According to the complaint filed in the U.S. District Court for the Middle District of Alabama, the authority's payments from JPMorgan represented less than 1% of the outstanding amount of the Series 1998 bonds.
"Taking into account the costs of issuing refunding bonds, [the authority] could realize virtually no savings in connection with the supposed hedge offered by the swaption," the complaint said. "Indeed, the effect of the swaption was that [the authority] sold JPMorgan its right to potential future benefits that would result from a decline in long-term interest rates in exchange for avoiding the risk of an extraordinary and historically unprecedented increase in long-term rates. That supposed risk was so remote as to have been no risk at all, and the swaption consequently was not a legitimate hedging transaction within the meaning of Alabama law."
The complaint also contends that the fixed-rate payment schedule in the swaption also "departed materially" from legitimate swap transactions, which typically are structured so that payments match the declining balances of an existing fixed-rate bond issue.
The authority's payment schedule is front-loaded, enabling JPMorgan to receive more than 50% of the fixed-rate payments, or $35 million, within a year after exercising the swaption and more than 95% of the payments, over $66 million, within two years, the complaint said. It called the structure a $66 million loan from the authority with effectively no rate of return or implied interest rate.
The complaint also alleges that the swaption was not documented in accordance with Alabama law.
According to the swap documents, the law firm Maynard, Cooper & Gale PC and Swap Financial Group LLC were hired to advise the authority. Swap Financial could not be reached for comment yesterday.
Main would not comment on whether he believed the authority received bad advice when the swap was structured, but he pointed out that the chairman of the authority at the time was former Gov. Don Siegelman, who in 2006 was sentenced to seven years in prison for bribery, conspiracy, and mail fraud during his term in office. He is appealing his conviction.
According to Main, the amended swaption changing the Libor percentage to 67% from 70% occurred on the "last business day of the Siegelman administration in favor of JPMorgan."

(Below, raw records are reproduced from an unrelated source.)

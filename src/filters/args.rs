//! Positional argument access for filter implementations.
//!
//! Every accessor either yields a typed value or a [`SkipReason`] naming the
//! offending position, so a filter can parse all of its arguments up front
//! with `?` and only then touch the image.

use super::SkipReason;
use crate::imaging::{Color, HAlign, VAlign};
use std::str::FromStr;

#[derive(Debug, Clone, Copy)]
pub struct Args<'a> {
    tokens: &'a [String],
}

impl<'a> Args<'a> {
    pub fn new(tokens: &'a [String]) -> Self {
        Self { tokens }
    }

    pub fn len(&self) -> usize {
        self.tokens.len()
    }

    pub fn is_empty(&self) -> bool {
        self.tokens.is_empty()
    }

    /// Raw token at `index`; empty tokens count as absent.
    pub fn raw(&self, index: usize) -> Option<&'a str> {
        self.tokens
            .get(index)
            .map(|s| s.trim())
            .filter(|s| !s.is_empty())
    }

    pub fn text(&self, index: usize, what: &'static str) -> Result<&'a str, SkipReason> {
        self.raw(index)
            .ok_or(SkipReason::MissingArgument { index, what })
    }

    fn parse<T: FromStr>(&self, index: usize, value: &str, problem: &str) -> Result<T, SkipReason> {
        value.parse().map_err(|_| SkipReason::BadArgument {
            index,
            value: value.to_string(),
            problem: problem.to_string(),
        })
    }

    pub fn int_or(&self, index: usize, default: i64) -> Result<i64, SkipReason> {
        match self.raw(index) {
            Some(v) => self.parse(index, v, "expected an integer"),
            None => Ok(default),
        }
    }

    pub fn int(&self, index: usize, what: &'static str) -> Result<i64, SkipReason> {
        let v = self.text(index, what)?;
        self.parse(index, v, "expected an integer")
    }

    /// Integer constrained to `min..=max`.
    pub fn int_in(
        &self,
        index: usize,
        default: i64,
        min: i64,
        max: i64,
    ) -> Result<i64, SkipReason> {
        let v = self.int_or(index, default)?;
        if v < min || v > max {
            return Err(self.out_of_range(index, v, min, max));
        }
        Ok(v)
    }

    pub fn float_or(&self, index: usize, default: f64) -> Result<f64, SkipReason> {
        match self.raw(index) {
            Some(v) => {
                let f: f64 = self.parse(index, v, "expected a number")?;
                if f.is_finite() {
                    Ok(f)
                } else {
                    Err(SkipReason::BadArgument {
                        index,
                        value: v.to_string(),
                        problem: "expected a finite number".into(),
                    })
                }
            }
            None => Ok(default),
        }
    }

    pub fn float_in(&self, index: usize, default: f64, min: f64, max: f64) -> Result<f64, SkipReason> {
        let v = self.float_or(index, default)?;
        if v < min || v > max {
            return Err(SkipReason::BadArgument {
                index,
                value: v.to_string(),
                problem: format!("must be between {min} and {max}"),
            });
        }
        Ok(v)
    }

    pub fn color_or(&self, index: usize, default: Color) -> Result<Color, SkipReason> {
        self.color_opt(index).map(|c| c.unwrap_or(default))
    }

    pub fn color_opt(&self, index: usize) -> Result<Option<Color>, SkipReason> {
        match self.raw(index) {
            Some(v) => Color::parse_hex(v).map(Some).ok_or_else(|| SkipReason::BadArgument {
                index,
                value: v.to_string(),
                problem: "expected a hex color".into(),
            }),
            None => Ok(None),
        }
    }

    pub fn color(&self, index: usize, what: &'static str) -> Result<Color, SkipReason> {
        self.text(index, what)?;
        self.color_opt(index)?
            .ok_or(SkipReason::MissingArgument { index, what })
    }

    pub fn bool_or(&self, index: usize, default: bool) -> Result<bool, SkipReason> {
        match self.raw(index) {
            Some(v) => crate::params::parse_bool(v).ok_or_else(|| SkipReason::BadArgument {
                index,
                value: v.to_string(),
                problem: "expected yes/no".into(),
            }),
            None => Ok(default),
        }
    }

    pub fn halign_or(&self, index: usize, default: HAlign) -> Result<HAlign, SkipReason> {
        self.keyword(index, default, HAlign::from_name, "expected left/center/right")
    }

    pub fn valign_or(&self, index: usize, default: VAlign) -> Result<VAlign, SkipReason> {
        self.keyword(index, default, VAlign::from_name, "expected top/center/bottom")
    }

    /// Optional keyword argument resolved through `lookup`.
    pub fn keyword<T>(
        &self,
        index: usize,
        default: T,
        lookup: impl Fn(&str) -> Option<T>,
        problem: &str,
    ) -> Result<T, SkipReason> {
        match self.raw(index) {
            Some(v) => lookup(v).ok_or_else(|| SkipReason::BadArgument {
                index,
                value: v.to_string(),
                problem: problem.to_string(),
            }),
            None => Ok(default),
        }
    }

    fn out_of_range(&self, index: usize, value: i64, min: i64, max: i64) -> SkipReason {
        SkipReason::BadArgument {
            index,
            value: value.to_string(),
            problem: format!("must be between {min} and {max}"),
        }
    }
}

Main said the dispute has nothing to do with sewer debt-related problems the state now is overseeing in Jefferson County, whose main creditor is also JPMorgan.
"If a judge orders us to pay $70 million to terminate all four of these, we'll pay the $70 million," Main said. "If the judge says the fees are void, my guess is at a minimum the judge will say we should pay back the [up-front] money plus interest."
To assist with the case, the state hired the law firms of Balch & Bingham LLP and Bradley Arant Rose & White LLP, as well as Kensington Capital Advisors as swap adviser, and Public FA Inc. as financial adviser.